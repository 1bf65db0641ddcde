//! Quantity literals: a magnitude tagged with a unit, read from text
//! such as `"2MB"`, `"0.5 GB"` or `"100ns"`.
//!
//! The grammar is shared by every unit system. A literal is a
//! numeric prefix (ASCII digits and decimal points), optional
//! whitespace, and a unit suffix drawn from the system's table. The
//! prefix scanner does not count decimal points; a malformed prefix
//! such as `"1.2.3"` is left for the numeric parse to reject.

use super::error::ParseError;
use super::system::UnitSystem;

use std::fmt::{self, Display, Formatter};
use std::marker::PhantomData;
use std::str::FromStr;

/// The operations common to every kind of quantity literal.
pub trait QuantityLiteral: Sized {
  /// Parses a literal from text.
  fn parse(text: &str) -> Result<Self, ParseError>;

  /// The quantity expressed in the base unit of its unit system.
  fn to_base(&self) -> f64;

  /// The quantity expressed in `target_unit`, which is case-folded
  /// like any other unit text.
  fn convert_to(&self, target_unit: &str) -> Result<f64, ParseError>;

  /// The text the literal was parsed from, exactly as it was given.
  fn raw_text(&self) -> &str;
}

/// An immutable quantity in the unit system `U`.
///
/// A quantity remembers the text it was parsed from, and its
/// [`Display`] impl reproduces that text verbatim rather than
/// rendering the parsed fields.
#[derive(Debug, Clone, PartialEq)]
pub struct Quantity<U> {
  magnitude: f64,
  unit: &'static str,
  /// The amount of the base unit that is equal to one of `unit`.
  scale: f64,
  raw_text: String,
  _system: PhantomData<fn() -> U>,
}

impl<U: UnitSystem> Quantity<U> {
  pub fn parse(text: &str) -> Result<Self, ParseError> {
    let trimmed = text.trim();
    if trimmed.is_empty() {
      return Err(ParseError::Empty { kind: U::KIND });
    }

    let split = trimmed
      .find(|c: char| !(c.is_ascii_digit() || c == '.'))
      .unwrap_or(trimmed.len());
    if split == 0 {
      return Err(ParseError::MissingNumber { kind: U::KIND, input: trimmed.to_owned() });
    }
    if split == trimmed.len() {
      return Err(ParseError::MissingUnit {
        kind: U::KIND,
        input: trimmed.to_owned(),
        accepted: U::accepted(),
      });
    }

    let (number, unit) = trimmed.split_at(split);
    let magnitude = f64::from_str(number)
      .map_err(|_| ParseError::InvalidNumber { kind: U::KIND, input: number.to_owned() })?;
    if !magnitude.is_finite() {
      return Err(ParseError::NotFinite { kind: U::KIND, input: number.to_owned() });
    }
    let (unit, scale) = U::lookup(unit.trim())?;

    tracing::debug!(literal = text, magnitude, unit, "parsed {}", U::KIND);
    Ok(Self {
      magnitude,
      unit,
      scale,
      raw_text: text.to_owned(),
      _system: PhantomData,
    })
  }

  /// The numeric part of the literal, in its own unit.
  pub fn magnitude(&self) -> f64 {
    self.magnitude
  }

  /// The canonical symbol of the literal's unit.
  pub fn unit(&self) -> &'static str {
    self.unit
  }

  pub fn kind(&self) -> &'static str {
    U::KIND
  }

  pub fn raw_text(&self) -> &str {
    &self.raw_text
  }

  pub fn to_base(&self) -> f64 {
    self.magnitude * self.scale
  }

  pub fn convert_to(&self, target_unit: &str) -> Result<f64, ParseError> {
    U::from_base(self.to_base(), target_unit)
  }
}

impl<U: UnitSystem> QuantityLiteral for Quantity<U> {
  fn parse(text: &str) -> Result<Self, ParseError> {
    Quantity::<U>::parse(text)
  }

  fn to_base(&self) -> f64 {
    Quantity::to_base(self)
  }

  fn convert_to(&self, target_unit: &str) -> Result<f64, ParseError> {
    Quantity::convert_to(self, target_unit)
  }

  fn raw_text(&self) -> &str {
    Quantity::raw_text(self)
  }
}

impl<U: UnitSystem> FromStr for Quantity<U> {
  type Err = ParseError;

  fn from_str(s: &str) -> Result<Self, ParseError> {
    Quantity::<U>::parse(s)
  }
}

impl<U> Display for Quantity<U> {
  fn fmt(&self, f: &mut Formatter<'_>) -> fmt::Result {
    write!(f, "{}", self.raw_text)
  }
}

● **Your goal**
Collect every line with the string "return" from the records, and copy each.

● **Answer below**
      return Err(ParseError::Empty { kind: U::KIND });
      return Err(ParseError::MissingNumber { kind: U::KIND, input: trimmed.to_owned() });
      return Err(ParseError::MissingUnit {
      return Err(ParseError::NotFinite { kind: U::KIND, input: number.to_owned() });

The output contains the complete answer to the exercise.